Erinnerungen von Oma
Warum war Mari mit Oma nicht einfach geduldiger gewesen?
Mari verdrehte die Augen. Schon wieder erzählte Oma die gleiche Geschichte!
Oma war vor ein paar Monaten bei ihnen eingezogen. Mari hatte sie sehr lieb, aber manchmal war es anstrengend, Zeit mit ihr zu verbringen. Sie erzählte einfach immer wieder die gleichen Geschichten. Manchmal begann sie von vorn, obwohl die Geschichte noch gar nicht fertig war.
Mari seufzte. „Oma“, sagte sie, „das hast du mir schon erzählt.“
Oma sah zu Boden. „Ach, hab ich?“
„Ja“, sagte Mari. „Gerade erst vor ein paar Minuten.“
„Das weiß ich gar nicht mehr“, sagte Oma. Sie wirkte traurig und verwirrt. Dann stand sie auf und ging zurück in ihr Zimmer.
Mari tat es leid, dass Oma ihretwegen traurig war.

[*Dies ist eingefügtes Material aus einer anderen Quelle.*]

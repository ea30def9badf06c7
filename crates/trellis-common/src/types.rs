//! Core value types for TrellisDB.
//!
//! Column keys and values are arbitrary byte strings carried as
//! [`bytes::Bytes`], so slicing a decoded entry out of a larger buffer
//! does not copy.

use std::fmt;

use bytes::Bytes;

/// One column entry: a `(columnKey, columnValue)` pair.
///
/// `KeyVal` is the in-memory shape of a stored record, produced by the row
/// scanner and consumed by the wire serializer. It is owned by the
/// operation that produced it and borrowed until serialized.
#[derive(Clone, PartialEq, Eq)]
pub struct KeyVal {
    /// The column key.
    pub key: Bytes,
    /// The column value.
    pub value: Bytes,
}

impl KeyVal {
    /// Creates a new column entry.
    pub fn new(key: impl Into<Bytes>, value: impl Into<Bytes>) -> Self {
        Self {
            key: key.into(),
            value: value.into(),
        }
    }
}

impl fmt::Debug for KeyVal {
    fn fmt(&self, f: &mut fmt::Formatter<'_>) -> fmt::Result {
        // Keys are usually printable; values can be anything, so show size.
        match std::str::from_utf8(&self.key) {
            Ok(s) => write!(f, "KeyVal({:?}, {} bytes)", s, self.value.len()),
            Err(_) => write!(f, "KeyVal({:?}, {} bytes)", self.key, self.value.len()),
        }
    }
}

impl From<(Bytes, Bytes)> for KeyVal {
    fn from((key, value): (Bytes, Bytes)) -> Self {
        Self { key, value }
    }
}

Seit Opas Tod war Oma einfach immer vergesslicher geworden. Einmal hatte sie vergessen, den Herd auszuschalten, woraufhin es in ihrer Küche gebrannt hatte. Deswegen hatten Mama und Papa sie zu sich geholt.
Mari ging zu Papa in die Küche. „Ich hab Oma wirklich lieb, aber immer die gleichen Geschichten … Ich kann das nicht mehr hören. Wie kann sie vergessen, dass sie mir ein- und dieselbe Geschichte schon fünfzig Millionen Mal erzählt hat!“
Papa lächelte. „Fünfzig Millionen Mal ist wohl etwas übertrieben. Aber ja, es ist nicht leicht. Oma hat eine Krankheit in ihrem Gehirn, deshalb ist sie so vergesslich. Wenn sie aber ihre Geschichten erzählt, vergisst sie nicht, wer sie selbst ist.“
Mari ließ den Kopf hängen. Warum war sie mit Oma nicht einfach geduldiger gewesen? Oma war immer liebevoll zu ihr gewesen. Sie sagte immer „meine Mari“. Mari musste daran denken, wie sie mit Oma im Garten Blumen gepflanzt und Unkraut gejätet hatte.

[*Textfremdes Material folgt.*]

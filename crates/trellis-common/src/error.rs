//! Error handling for TrellisDB.
//!
//! This module provides the unified error type and result alias used
//! across all TrellisDB components.
//!
//! Note that "row not found" is deliberately not an error: reads and
//! deletes of an absent row produce a zero-entry result.

use thiserror::Error;

/// The unified error type for TrellisDB operations.
#[derive(Debug, Clone, PartialEq, Eq, Error)]
pub enum StoreError {
    /// A command's argument list has the wrong shape. Rejected before any
    /// engine call; the transaction is untouched.
    #[error("invalid command arguments: {0}")]
    InvalidArguments(String),

    /// A packed key could not be decoded.
    #[error("malformed packed key: {0}")]
    MalformedKey(String),

    /// A serialized column buffer could not be decoded.
    #[error("malformed column buffer: {0}")]
    MalformedBuffer(String),

    /// No operation is registered under the command name.
    #[error("unknown command: {0}")]
    UnknownCommand(String),

    /// A table could not be opened or created.
    #[error("cannot open table {name:?}: {reason}")]
    TableOpen {
        /// The requested table name, lossily decoded for display.
        name: String,
        /// What went wrong.
        reason: String,
    },

    /// The underlying engine failed structurally. Cursor exhaustion is not
    /// an engine error; it is reported as a `None` record.
    #[error("engine error: {0}")]
    Engine(String),

    /// The transaction was already committed or aborted.
    #[error("transaction is closed")]
    TxnClosed,
}

/// Result type alias for TrellisDB operations.
pub type StoreResult<T> = std::result::Result<T, StoreError>;

#[cfg(test)]
mod tests {
    use super::*;

    #[test]
    fn test_error_display() {
        let err = StoreError::InvalidArguments("odd column count".to_string());
        assert_eq!(err.to_string(), "invalid command arguments: odd column count");

        let err = StoreError::TableOpen {
            name: "users".to_string(),
            reason: "table does not exist".to_string(),
        };
        assert!(err.to_string().contains("users"));
        assert!(err.to_string().contains("does not exist"));

        assert_eq!(StoreError::TxnClosed.to_string(), "transaction is closed");
    }

    #[test]
    fn test_error_equality() {
        assert_eq!(
            StoreError::UnknownCommand("Frob".to_string()),
            StoreError::UnknownCommand("Frob".to_string())
        );
        assert_ne!(
            StoreError::UnknownCommand("Frob".to_string()),
            StoreError::TxnClosed
        );
    }
}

Sie klopfte an Omas Zimmertür.
„Herein“, sagte Oma.
Mari öffnete die Tür. Oma saß auf einem Stuhl. Auf ihrem Schoß lagen die geöffneten heiligen Schriften.
„Oma, wie haben du und Opa eigentlich die Kirche kennengelernt?“, fragte Mari.

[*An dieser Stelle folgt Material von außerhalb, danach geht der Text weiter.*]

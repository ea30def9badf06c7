//! Command dispatch table.
//!
//! The registry maps the five operation names to their handlers. It is
//! constructed once at startup and handed to the application layer; it has
//! no mutation API, so the mapping a node dispatches against is fixed for
//! the process lifetime.

use std::collections::HashMap;
use std::fmt;

use bytes::Bytes;
use trellis_common::StoreResult;

use crate::engine::WriteTransaction;
use crate::ops;

/// Name of the merge-write operation.
pub const PUT_COLS: &str = "PutCols";
/// Name of the replace-row operation.
pub const PUT_ROW: &str = "PutRow";
/// Name of the full-row fetch operation.
pub const GET_ROW: &str = "GetRow";
/// Name of the selective fetch operation.
pub const GET_COLS: &str = "GetCols";
/// Name of the row delete operation.
pub const DEL_ROW: &str = "DelRow";

/// A command handler: positional arguments plus a fresh write transaction,
/// returning the serialized result bytes.
pub type Handler = fn(&[Bytes], &mut dyn WriteTransaction) -> StoreResult<Bytes>;

/// The immutable name-to-operation dispatch table.
#[derive(Clone)]
pub struct Registry {
    handlers: HashMap<&'static str, Handler>,
}

impl Registry {
    /// Builds the dispatch table over the five column-store operations.
    pub fn new() -> Self {
        let mut handlers: HashMap<&'static str, Handler> = HashMap::new();
        handlers.insert(PUT_COLS, ops::put_cols as Handler);
        handlers.insert(PUT_ROW, ops::put_row as Handler);
        handlers.insert(GET_ROW, ops::get_row as Handler);
        handlers.insert(GET_COLS, ops::get_cols as Handler);
        handlers.insert(DEL_ROW, ops::del_row as Handler);
        Self { handlers }
    }

    /// Looks up the handler for an operation name.
    pub fn get(&self, name: &str) -> Option<Handler> {
        self.handlers.get(name).copied()
    }

    /// Returns the registered operation names, sorted.
    pub fn names(&self) -> Vec<&'static str> {
        let mut names: Vec<_> = self.handlers.keys().copied().collect();
        names.sort_unstable();
        names
    }

    /// Number of registered operations.
    pub fn len(&self) -> usize {
        self.handlers.len()
    }

    /// Whether the table is empty. It never is for a constructed registry.
    pub fn is_empty(&self) -> bool {
        self.handlers.is_empty()
    }
}

impl Default for Registry {
    fn default() -> Self {
        Self::new()
    }
}

impl fmt::Debug for Registry {
    fn fmt(&self, f: &mut fmt::Formatter<'_>) -> fmt::Result {
        f.debug_struct("Registry")
            .field("operations", &self.names())
            .finish()
    }
}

Oma hob den Kopf. „Du möchtest, dass ich von Opa und mir erzähle?“, fragte sie mit hoffnungsvoller Stimme.
Mari setzte sich neben Oma. „Ja! Ich möchte alles wissen!“ Mari ergriff Omas Hand. „Du bist ein ganz besonderer Mensch für mich, Oma. Das wirst du immer sein!“
Oma lächelte, lehnte sich zurück und begann mit ihrer Geschichte.
Mari hatte die Geschichte schon oft gehört, aber diesmal war sie weder genervt noch ungeduldig, ganz im Gegenteil: Sie spürte Liebe und Erstaunen. Sie wusste, dass sich ihre Großeltern unter großen Opfern in Deutschland der Kirche angeschlossen hatten. Sie waren weit weggezogen, damit sie in der Nähe anderer Mitglieder leben konnten.
Als Omas Geschichte zu Ende war, lächelte sie. „Du bist ein gutes Mädchen, meine Mari“, sagte sie.